- Work task -
Using the entries below, output each line exactly from the first through the one that contains "pub fn classify_all(txns: &mut".

(Data excerpts)
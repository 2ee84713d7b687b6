//! piggy-finance: keyword classifier, aggregation passes, budget engine and chart data

pub mod aggregate;
pub mod budget;
pub mod chart;
pub mod classifier;
pub mod report;

pub use aggregate::{
    BasicStats, CategoryStats, HistoricalSpending, TimeBucket, basic_stats, by_category,
    by_month, by_quarter, historical_spending,
};
pub use budget::{Budget, BudgetComparison, BudgetPolicy, BudgetStatus, build_template, compare_to_actual};
pub use chart::{ChartBar, expenses_by_category};
pub use classifier::{classify, classify_all};
pub use report::FinanceReport;
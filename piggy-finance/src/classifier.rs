//! Deterministic keyword classifier.
//!
//! Priority order decides ties: the first category in the priority list with
//! any keyword contained in the description wins. No match -> "Other".

use piggy_core::{CategoryRules, OTHER, Transaction};

/// Classify a single description against a rule table.
pub fn classify(description: &str, rules: &CategoryRules) -> String {
    let desc = description.to_lowercase();

    rules
        .priority()
        .iter()
        .find(|cat| {
            rules
                .keywords_for(cat)
                .iter()
                .any(|kw| desc.contains(kw.as_str()))
        })
        .cloned()
        .unwrap_or_else(|| OTHER.to_string())
}

/// Classify every transaction in place. Depends only on the description, so
/// running it twice gives the same categories.
pub fn classify_all(txns: &mut [Transaction], rules: &CategoryRules) {
    for txn in txns.iter_mut() {
        txn.category = Some(classify(&txn.description, rules));
    }
    tracing::debug!(count = txns.len(), "classified transactions");
}
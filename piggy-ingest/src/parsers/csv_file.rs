//! CSV statements with a header row.
//!
//! Expected columns (any order, case-insensitive, extras ignored):
//!   date,amount,description[,category]

use anyhow::{Context, Result};
use csv::StringRecord;
use piggy_core::{Transaction, TxnKind};
use std::path::Path;

use super::parse_amount;

/// Column positions resolved from the header row
#[derive(Debug, Default)]
struct Columns {
    date: Option<usize>,
    amount: Option<usize>,
    description: Option<usize>,
    category: Option<usize>,
}

impl Columns {
    fn from_headers(headers: &StringRecord) -> Self {
        let mut cols = Columns::default();
        for (i, h) in headers.iter().enumerate() {
            match h.trim().to_lowercase().as_str() {
                "date" => cols.date = Some(i),
                "amount" => cols.amount = Some(i),
                "description" => cols.description = Some(i),
                "category" => cols.category = Some(i),
                _ => {}
            }
        }
        cols
    }

    fn field<'r>(record: &'r StringRecord, idx: Option<usize>) -> &'r str {
        idx.and_then(|i| record.get(i)).unwrap_or("").trim()
    }
}

/// Parse a CSV file into transactions. Missing fields default to empty
/// strings and a zero amount.
pub fn read_csv(path: impl AsRef<Path>) -> Result<Vec<Transaction>> {
    let path = path.as_ref();
    let rdr = csv::ReaderBuilder::new()
        .flexible(true)
        .has_headers(true)
        .from_path(path)
        .with_context(|| format!("opening {}", path.display()))?;
    parse_records(rdr).with_context(|| format!("parsing {}", path.display()))
}

/// Parse CSV text; used by `read_csv` and handy for tests
pub fn parse_csv_str(text: &str) -> Result<Vec<Transaction>> {
    let rdr = csv::ReaderBuilder::new()
        .flexible(true)
        .has_headers(true)
        .from_reader(text.as_bytes());
    parse_records(rdr)
}

fn parse_records<R: std::io::Read>(mut rdr: csv::Reader<R>) -> Result<Vec<Transaction>> {
    let cols = Columns::from_headers(rdr.headers()?);
    if cols.amount.is_none() {
        tracing::warn!("CSV header has no amount column; every amount will be 0");
    }

    let mut txns = Vec::new();
    for result in rdr.records() {
        let record = result?;
        let amount = parse_amount(Columns::field(&record, cols.amount));
        let category = Columns::field(&record, cols.category);

        txns.push(Transaction {
            date: Columns::field(&record, cols.date).to_string(),
            amount,
            description: Columns::field(&record, cols.description).to_string(),
            category: (!category.is_empty()).then(|| category.to_string()),
            kind: TxnKind::from_amount(amount),
        });
    }

    Ok(txns)
}

#[cfg(test)]
mod tests {
    use super::*;

    #[test]
    fn test_parses_basic_rows() {
        let text = "date,amount,description\n\
                    2024-01-05,-100,store purchase\n\
                    2024-02-10,2000,salary payment\n";
        let txns = parse_csv_str(text).unwrap();
        assert_eq!(txns.len(), 2);
        assert_eq!(txns[0].amount, -100.0);
        assert_eq!(txns[0].kind, TxnKind::Expense);
        assert_eq!(txns[1].description, "salary payment");
        assert_eq!(txns[1].kind, TxnKind::Income);
        assert!(txns[0].category.is_none());
    }

    #[test]
    fn test_header_order_and_case() {
        let text = "Description,Extra,AMOUNT,Date,Category\n\
                    \"Taxi, airport\",x,-35.5,2024-03-01,Transport\n";
        let txns = parse_csv_str(text).unwrap();
        assert_eq!(txns[0].description, "Taxi, airport");
        assert_eq!(txns[0].amount, -35.5);
        assert_eq!(txns[0].date, "2024-03-01");
        assert_eq!(txns[0].category.as_deref(), Some("Transport"));
    }

    #[test]
    fn test_missing_fields_default() {
        let text = "date,amount,description\n\
                    ,,\n\
                    2024-01-01\n";
        let txns = parse_csv_str(text).unwrap();
        assert_eq!(txns.len(), 2);
        assert_eq!(txns[0].date, "");
        assert_eq!(txns[0].amount, 0.0);
        assert_eq!(txns[1].description, "");
        assert_eq!(txns[1].kind, TxnKind::Income);
    }

    #[test]
    fn test_non_finite_amounts_become_zero() {
        let text = "date,amount,description\n\
                    2024-01-05,NaN,store\n\
                    2024-01-06,inf,store\n";
        let txns = parse_csv_str(text).unwrap();
        assert_eq!(txns[0].amount, 0.0);
        assert_eq!(txns[0].kind, TxnKind::Income);
        assert_eq!(txns[1].amount, 0.0);
    }

    #[test]
    fn test_read_csv_file() {
        let dir = tempfile::tempdir().unwrap();
        let path = dir.path().join("statement.csv");
        std::fs::write(&path, "date,amount,description\n2024-01-05,-9.99,music subscription\n").unwrap();
        let txns = read_csv(&path).unwrap();
        assert_eq!(txns.len(), 1);
        assert_eq!(txns[0].amount, -9.99);
    }
}
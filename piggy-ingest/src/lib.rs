//! piggy-ingest: read statement files (CSV / JSON) into transactions.

pub mod parsers;

pub use parsers::csv_file::read_csv;
pub use parsers::json_file::read_json;
pub use parsers::{SourceFormat, import_file};
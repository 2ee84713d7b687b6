//! Budget template derived from historical spending, and a comparison of that
//! template against actual spend.

use crate::aggregate::{HistoricalSpending, Tally, round2};
use piggy_core::Transaction;
use serde::{Deserialize, Serialize};

/// Name of the synthetic savings line
pub const SAVINGS: &str = "Savings";

/// Rates used when deriving a budget template
#[derive(Debug, Clone, Copy, PartialEq, Serialize, Deserialize)]
#[serde(default)]
pub struct BudgetPolicy {
    /// Extra room on top of the historical average (0.05 = 5%)
    pub headroom: f64,
    /// Share of known income set aside as savings
    pub income_savings_rate: f64,
    /// Share of total average spend set aside when income is unknown
    pub fallback_savings_rate: f64,
}

impl Default for BudgetPolicy {
    fn default() -> Self {
        Self {
            headroom: 0.05,
            income_savings_rate: 0.15,
            fallback_savings_rate: 0.10,
        }
    }
}

/// One budget line
#[derive(Debug, Clone, PartialEq, Serialize, Deserialize)]
pub struct BudgetLine {
    pub category: String,
    pub limit: f64,
    pub recommended: f64,
}

/// Budget template, in historical-average order with Savings last
#[derive(Debug, Clone, Default, PartialEq, Serialize, Deserialize)]
pub struct Budget {
    pub lines: Vec<BudgetLine>,
}

impl Budget {
    pub fn line(&self, category: &str) -> Option<&BudgetLine> {
        self.lines.iter().find(|l| l.category == category)
    }

    /// Insert a line, replacing any existing line for the same category in place
    fn upsert(&mut self, line: BudgetLine) {
        match self.lines.iter_mut().find(|l| l.category == line.category) {
            Some(existing) => *existing = line,
            None => self.lines.push(line),
        }
    }
}

#[derive(Debug, Clone, Copy, PartialEq, Eq, Serialize, Deserialize)]
pub enum BudgetStatus {
    #[serde(rename = "within")]
    Within,
    #[serde(rename = "exceeded")]
    Exceeded,
}

impl BudgetStatus {
    pub fn label(&self) -> &'static str {
        match self {
            BudgetStatus::Within => "within budget",
            BudgetStatus::Exceeded => "exceeded",
        }
    }
}

/// Budget vs. actual for one category
#[derive(Debug, Clone, PartialEq, Serialize, Deserialize)]
pub struct BudgetComparison {
    pub category: String,
    pub limit: f64,
    pub actual: f64,
    pub difference: f64,
    pub status: BudgetStatus,
}

/// Build a budget template from historical averages.
///
/// Savings come from income when it is known and positive; otherwise from
/// total average spend.
pub fn build_template(
    history: &HistoricalSpending,
    total_income: Option<f64>,
    policy: &BudgetPolicy,
) -> Budget {
    let mut budget = Budget::default();

    for (category, avg) in &history.average_spending {
        budget.upsert(BudgetLine {
            category: category.clone(),
            limit: round2(avg * (1.0 + policy.headroom)),
            recommended: *avg,
        });
    }

    let savings = match total_income {
        Some(income) if income > 0.0 => income * policy.income_savings_rate,
        _ => {
            let total_avg: f64 = history.average_spending.iter().map(|(_, v)| v).sum();
            total_avg * policy.fallback_savings_rate
        }
    };
    let savings = round2(savings);
    budget.upsert(BudgetLine {
        category: SAVINGS.to_string(),
        limit: savings,
        recommended: savings,
    });

    budget
}

/// Compare every budget line with the actual expense in that category.
/// Spend in categories without a budget line is not reported.
pub fn compare_to_actual(budget: &Budget, txns: &[Transaction]) -> Vec<BudgetComparison> {
    let mut actual: Tally<f64> = Tally::new();
    for t in txns.iter().filter(|t| t.is_expense()) {
        *actual.entry(t.category_or_default()) += t.abs_amount();
    }

    budget
        .lines
        .iter()
        .map(|line| {
            let spent = actual.get(&line.category).copied().unwrap_or(0.0);
            let difference = line.limit - spent;
            BudgetComparison {
                category: line.category.clone(),
                limit: line.limit,
                actual: spent,
                difference,
                status: if difference >= 0.0 {
                    BudgetStatus::Within
                } else {
                    BudgetStatus::Exceeded
                },
            }
        })
        .collect()
}
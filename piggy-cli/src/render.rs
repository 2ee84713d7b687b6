//! Plain-text rendering of a finance report.

use piggy_core::CategoryRules;
use piggy_finance::{FinanceReport, TimeBucket};

pub fn report_text(report: &FinanceReport) -> String {
    let mut out = String::new();
    let b = &report.basic;
    out.push_str("=== Financial report ===\n");
    out.push_str(&format!("Income:   {:.2}\n", b.total_income));
    out.push_str(&format!("Expenses: {:.2}\n", b.total_expense.abs()));
    out.push_str(&format!("Balance:  {:.2}\n", b.balance));
    out.push_str(&format!(
        "Transactions: {} (income {}, expense {})\n",
        b.transaction_count, b.income_transactions, b.expense_transactions
    ));

    out.push_str("\n## By category\n");
    for c in &report.categories {
        out.push_str(&format!(
            "  {}: {:.2} ({:.1}%) count={}\n",
            c.category,
            c.sum.abs(),
            c.percent,
            c.count
        ));
    }

    out.push_str("\n## Monthly\n");
    for m in &report.monthly {
        out.push_str(&bucket_line(m));
    }

    out.push_str("\n## Quarterly\n");
    for q in &report.quarterly {
        out.push_str(&bucket_line(q));
    }

    out.push_str("\n## Highest average monthly spend\n");
    for (cat, avg) in &report.history.top_categories {
        out.push_str(&format!("  {}: {:.2} per month\n", cat, avg));
    }

    out.push_str("\n## Budget vs actual\n");
    for c in &report.comparison {
        out.push_str(&format!(
            "  {}: spent {:.2} / limit {:.2} -> {}\n",
            c.category,
            c.actual,
            c.limit,
            c.status.label()
        ));
    }

    out
}

fn bucket_line(bucket: &TimeBucket) -> String {
    format!(
        "  {}: income {:.2} | expenses {:.2} -> top: {}\n",
        bucket.key,
        bucket.income,
        bucket.expenses.abs(),
        top_list(&bucket.top_categories)
    )
}

fn top_list(top: &[(String, usize)]) -> String {
    top.iter()
        .map(|(cat, n)| format!("{cat} ({n})"))
        .collect::<Vec<_>>()
        .join(", ")
}

pub fn rules_text(rules: &CategoryRules) -> String {
    let mut out = String::new();
    for (i, cat) in rules.priority().iter().enumerate() {
        out.push_str(&format!("{:>2}. {}: {}\n", i + 1, cat, rules.keywords_for(cat).join(", ")));
    }
    let unreachable = rules.unreachable();
    if !unreachable.is_empty() {
        out.push_str(&format!("\nNot in priority list (never matched): {}\n", unreachable.join(", ")));
    }
    out
}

- Answer to this problem -
repository 2ee84713d7b687b6
//! piggy-finance: keyword classifier, aggregation passes, budget engine and chart data

pub mod aggregate;
pub mod budget;
pub mod chart;
pub mod classifier;
pub mod report;

pub use aggregate::{
    BasicStats, CategoryStats, HistoricalSpending, TimeBucket, basic_stats, by_category,
    by_month, by_quarter, historical_spending,
};
pub use budget::{Budget, BudgetComparison, BudgetPolicy, BudgetStatus, build_template, compare_to_actual};
pub use chart::{ChartBar, expenses_by_category};
pub use classifier::{classify, classify_all};
pub use report::FinanceReport;
filename piggy-finance/src/classifier.rs
//! Deterministic keyword classifier.
//!
//! Priority order decides ties: the first category in the priority list with
//! any keyword contained in the description wins. No match -> "Other".

use piggy_core::{CategoryRules, OTHER, Transaction};

/// Classify a single description against a rule table.
pub fn classify(description: &str, rules: &CategoryRules) -> String {
    let desc = description.to_lowercase();

    rules
        .priority()
        .iter()
        .find(|cat| {
            rules
                .keywords_for(cat)
                .iter()
                .any(|kw| desc.contains(kw.as_str()))
        })
        .cloned()
        .unwrap_or_else(|| OTHER.to_string())
}

/// Classify every transaction in place. Depends only on the description, so
/// running it twice gives the same categories.
pub fn classify_all(txns: &mut [Transaction], rules: &CategoryRules) {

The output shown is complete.